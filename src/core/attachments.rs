//! Files attached to the next user message.

use base64::{engine::general_purpose::STANDARD, Engine as _};
use std::error::Error as StdError;
use std::fmt;
use std::fs;
use std::path::{Path, PathBuf};
use tracing::debug;

use crate::core::constants::ATTACHMENT_TEXT_LIMIT;
use crate::core::message::{ContentPart, MessageContent};

const SUPPORTED_IMAGE_SUBTYPES: &[&str] = &["png", "jpeg", "gif", "webp"];

#[derive(Debug, Clone, Copy, PartialEq, Eq)]
pub enum AttachmentKind {
    Text,
    Json,
    Image,
}

impl AttachmentKind {
    pub fn as_str(self) -> &'static str {
        match self {
            AttachmentKind::Text => "text",
            AttachmentKind::Json => "json",
            AttachmentKind::Image => "image",
        }
    }
}

#[derive(Debug, Clone, PartialEq, Eq)]
pub struct Attachment {
    /// File name shown to the model.
    pub name: String,
    pub kind: AttachmentKind,
    pub mime: String,
    /// UTF-8 text, compact JSON, or base64 image bytes.
    pub content: String,
    pub summary: String,
}

#[derive(Debug)]
pub enum AttachmentError {
    Read {
        path: PathBuf,
        source: std::io::Error,
    },
    InvalidUtf8 {
        name: String,
    },
    InvalidJson {
        name: String,
        source: serde_json::Error,
    },
    UnsupportedImage {
        name: String,
        mime: String,
    },
    Unsupported {
        name: String,
        mime: String,
    },
}

impl fmt::Display for AttachmentError {
    fn fmt(&self, f: &mut fmt::Formatter<'_>) -> fmt::Result {
        match self {
            AttachmentError::Read { path, source } => {
                write!(f, "Failed to read {}: {}", path.display(), source)
            }
            AttachmentError::InvalidUtf8 { name } => {
                write!(f, "{name} is not valid UTF-8 text")
            }
            AttachmentError::InvalidJson { name, source } => {
                write!(f, "{name} is not valid JSON: {source}")
            }
            AttachmentError::UnsupportedImage { name, mime } => {
                write!(f, "Unsupported image format for {name} ({mime})")
            }
            AttachmentError::Unsupported { name, mime } => {
                write!(f, "Unsupported file type for {name} ({mime})")
            }
        }
    }
}

impl StdError for AttachmentError {
    fn source(&self) -> Option<&(dyn StdError + 'static)> {
        match self {
            AttachmentError::Read { source, .. } => Some(source),
            AttachmentError::InvalidJson { source, .. } => Some(source),
            _ => None,
        }
    }
}

/// Read `path` and turn it into an attachment, choosing the handling from
/// the MIME type guessed from its extension.
pub fn process_file(path: &Path) -> Result<Attachment, AttachmentError> {
    let bytes = fs::read(path).map_err(|source| AttachmentError::Read {
        path: path.to_path_buf(),
        source,
    })?;
    let name = path
        .file_name()
        .map(|name| name.to_string_lossy().into_owned())
        .unwrap_or_else(|| path.display().to_string());
    let mime = mime_guess::from_path(path).first_or_octet_stream();

    debug!(name = %name, mime = %mime, bytes = bytes.len(), "Processing attachment");
    process_bytes(name, mime.essence_str(), bytes)
}

/// Classify already-loaded file contents.
pub fn process_bytes(
    name: String,
    mime: &str,
    bytes: Vec<u8>,
) -> Result<Attachment, AttachmentError> {
    let (top_level, subtype) = mime.split_once('/').unwrap_or((mime, ""));

    if top_level == "text" {
        let text = String::from_utf8(bytes).map_err(|_| AttachmentError::InvalidUtf8 {
            name: name.clone(),
        })?;
        let summary = format!("text file ({} characters)", text.chars().count());
        return Ok(Attachment {
            name,
            kind: AttachmentKind::Text,
            mime: mime.to_string(),
            content: text,
            summary,
        });
    }

    if top_level == "image" {
        if !SUPPORTED_IMAGE_SUBTYPES.contains(&subtype) {
            return Err(AttachmentError::UnsupportedImage {
                name,
                mime: mime.to_string(),
            });
        }
        let summary = format!("image file ({mime}, {} bytes)", bytes.len());
        return Ok(Attachment {
            name,
            kind: AttachmentKind::Image,
            mime: mime.to_string(),
            content: STANDARD.encode(&bytes),
            summary,
        });
    }

    if mime == "application/json" {
        let value: serde_json::Value =
            serde_json::from_slice(&bytes).map_err(|source| AttachmentError::InvalidJson {
                name: name.clone(),
                source,
            })?;
        let content =
            serde_json::to_string(&value).map_err(|source| AttachmentError::InvalidJson {
                name: name.clone(),
                source,
            })?;
        return Ok(Attachment {
            name,
            kind: AttachmentKind::Json,
            mime: mime.to_string(),
            content,
            summary: "JSON file".to_string(),
        });
    }

    Err(AttachmentError::Unsupported {
        name,
        mime: mime.to_string(),
    })
}

fn truncate_chars(text: &str, limit: usize) -> &str {
    match text.char_indices().nth(limit) {
        Some((index, _)) => &text[..index],
        None => text,
    }
}

/// Message parts for a set of attachments, in attachment order.
pub fn attachment_parts(attachments: &[Attachment]) -> Vec<ContentPart> {
    attachments
        .iter()
        .map(|attachment| match attachment.kind {
            AttachmentKind::Text | AttachmentKind::Json => ContentPart::text(format!(
                "- {}: {}\n\n```{}\n{}\n```",
                attachment.name,
                attachment.summary,
                attachment.kind.as_str(),
                truncate_chars(&attachment.content, ATTACHMENT_TEXT_LIMIT)
            )),
            AttachmentKind::Image => ContentPart::image_url(format!(
                "data:{};base64,{}",
                attachment.mime, attachment.content
            )),
        })
        .collect()
}

/// Body for a user prompt, folding in any attachments.
pub fn user_content(prompt: &str, attachments: &[Attachment]) -> MessageContent {
    if attachments.is_empty() {
        return MessageContent::Text(prompt.to_string());
    }
    let mut parts = Vec::with_capacity(attachments.len() + 1);
    parts.push(ContentPart::text(prompt));
    parts.extend(attachment_parts(attachments));
    MessageContent::Parts(parts)
}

*****

» **Brief**: Set down precisely the lines above between the line holding "let (top_level, subtype)" and the line holding "let value: serde_json::Value", inclusive, and nothing beyond them.

» **Response to this task**:
    let (top_level, subtype) = mime.split_once('/').unwrap_or((mime, ""));

    if top_level == "text" {
        let text = String::from_utf8(bytes).map_err(|_| AttachmentError::InvalidUtf8 {
            name: name.clone(),
        })?;
        let summary = format!("text file ({} characters)", text.chars().count());
        return Ok(Attachment {
            name,
            kind: AttachmentKind::Text,
            mime: mime.to_string(),
            content: text,
            summary,
        });
    }

    if top_level == "image" {
        if !SUPPORTED_IMAGE_SUBTYPES.contains(&subtype) {
            return Err(AttachmentError::UnsupportedImage {
                name,
                mime: mime.to_string(),
            });
        }
        let summary = format!("image file ({mime}, {} bytes)", bytes.len());
        return Ok(Attachment {
            name,
            kind: AttachmentKind::Image,
            mime: mime.to_string(),
            content: STANDARD.encode(&bytes),
            summary,
        });
    }

    if mime == "application/json" {
        let value: serde_json::Value =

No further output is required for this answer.